David Mamet, adapted by Richard Bean, House of Games
Doctor Margaret Ford, a respected university psychologist, has recently published a book on compulsive behavior, making her clinical practice suddenly very valuable. One of her clients, a compulsive gambler named Billy, threatens suicide over an unpayable marker. Dr. Ford follows Billy’s trail into a sweltering den of sin called the House of Games, and accidentally joins a gang of committed grifters, led by the romantically dangerous “Mike.”
The original 1987 film House of Games marked the film directing debut of legendary Chicago theatre auteur David Mamet. It also cemented his reputation as America’s contemporary master of confidence games and baroque conspiracies. The movie’s robust cast and roaming locations probably reflect a director unsure whether he’d ever get a second bite of the apple, but Richard Bean’s 2010 stage adaptation has a small cast and intimate two-set design.
Early scenes mirror Mamet’s original screen images: Dr. Ford in her office, then into the gambling den, where she pierces a penny-ante swindle. But from there, Bean’s adaptation abandons Mamet’s events, while maintaining his “long con” themes. Where Mamet spends many long scenes on Mike giving Ford a walking tour of the underworld, Bean has Mike invite her into his world. Before long, she thinks she’s become one of them.
Bean divides the play into ten scenes—following common British theatre conventions today (this play debuted at London’s Almeida Theatre), act breaks are variable for a particular theatre’s needs. The transition between Margaret’s clean, elevated, sunlit clinic, and Mike’s sordid netherworld, plays up the way she believes she can walk between settings. She could stop events whenever she wants. She’s just become addicted to class tourism.
Mamet, in writing his movie, avoided getting too specific about Dr. Ford’s psychological understandings. Bean prefers to make use of the science. As Margaret discovers the irrational motivators which make long cons possible, motivators which the grifters understand through experience and keen observation, she feels compelled to hang Latinate terminology on it. The need to intellectualize what others just do, illuminates themes Mamet barely, fleetingly acknowledged.
David Mamet |
That makes Margaret’s ultimate resolution of Mike’s betrayal more satisfying than the original movie. If you haven’t seen it, avert your eyes now: in the movie, Margaret uses what Mike taught her to separate him from his companions, shoot him, and get away scot-free. Satisfying, but blunt. Not here. This Margaret leaves Mike alive to face the humiliation of knowing he got out-gamed by what should’ve been a routine mark.
Many David Mamet plays, and more recently his movies, focus on themes of class tourism. This probably reflects internalized guilt: born to middle-class Chicago Jewish comfort, Mamet nevertheless embraced a youthful fondness for risk-taking. He made and lost stacks of cash playing poker, money he could afford to gamble with in ways his fellow players often couldn’t. Stories like this suggest struggles, still unresolved, with petit-bourgeois white contrition.
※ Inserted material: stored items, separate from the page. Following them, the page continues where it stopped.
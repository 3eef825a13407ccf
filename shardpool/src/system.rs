//! The pool facade: build a graph and a scheduler from a topology and a
//! config, then run forever.

use std::any::TypeId;
use std::sync::Arc;

use shardpool_api::{ActorId, Topology};

use crate::config::PoolConfig;
use crate::error::PoolError;
use crate::faults::FaultRecord;
use crate::graph::ActorGraph;
use crate::scheduler::{Epoch, Sharder, ShardingConf};

/// A built, runnable pool.
///
/// Cheap to clone; clones share the same scheduler. Exactly one clone may
/// call [`ShardPool::run`] (which never returns; shutdown is not part of
/// this runtime); the others observe the running pool through the snapshot
/// accessors.
#[derive(Clone)]
pub struct ShardPool {
    sharder: Arc<Sharder>,
}

impl ShardPool {
    pub fn new(topology: Topology, config: PoolConfig) -> Result<Self, PoolError> {
        let graph = Arc::new(ActorGraph::build(&topology)?);
        let sharder = Arc::new(Sharder::new(graph, &config)?);
        Ok(Self { sharder })
    }

    /// Run the pool on the calling thread (it becomes worker 0) plus
    /// `threads_count - 1` spawned workers. Never returns.
    pub fn run(&self) -> ! {
        Arc::clone(&self.sharder).run()
    }

    pub fn threads_count(&self) -> usize {
        self.sharder.threads_count()
    }

    pub fn graph(&self) -> &ActorGraph {
        self.sharder.graph()
    }

    /// Snapshot of the configuration all workers are converging to.
    pub fn sharding(&self) -> ShardingConf {
        self.sharder.active_conf()
    }

    pub fn epoch(&self) -> Epoch {
        self.sharder.epoch()
    }

    /// Dense index of the processor of type `A`, if the topology declares
    /// one.
    pub fn resolve_actor<A: 'static>(&self) -> Option<ActorId> {
        self.sharder.graph().resolve(TypeId::of::<A>())
    }

    /// Faults cataloged by one worker thread, most frequent first.
    pub fn faults(&self, thread: usize) -> Vec<FaultRecord> {
        self.sharder.controller().fault_sink(thread).snapshot()
    }

    /// Total occurrences of a fault text across all worker threads.
    pub fn fault_count(&self, text: &str) -> u64 {
        (0..self.threads_count())
            .filter_map(|thread| {
                self.sharder
                    .controller()
                    .fault_sink(thread)
                    .count_of(text)
            })
            .sum()
    }
}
The greater intimacy inherent in Bean’s adaptation, however, actually changes Mamet’s character interpretations. Margaret’s journey into crime becomes something different, leading to a different payoff: rather than seeking vengeance, she finds ways to turn the tables by revealing hidden truths. By the play’s conclusion, her identity has truly, irrevocably, transformed. Mamet equivocates this point, but Bean wholly declares you can’t linger in the underground without getting some on you.
In Bean’s rendering, this story isn’t about thrill-seeking and guilt. It’s about how humans exist in constant community, taking pieces of our identity from one another. It’s about how we rely upon trust to make even the most basic arrangements, and how even the most inveterate liars need to trust one another, at least sometimes. And it’s about how, when we let others inside our defenses, they never truly leave.
It takes brass to change David Mamet. As one of American theatre’s few artists who actually makes a living writing, Mamet has influence few living craftsmen share. Yet in translating Mamet’s immense, geographically sprawling story to stage confines, Bean picks out psychological implications even Mamet possibly missed. The movie and the play make interesting companion pieces. And Mamet makes audiences question who we think we are.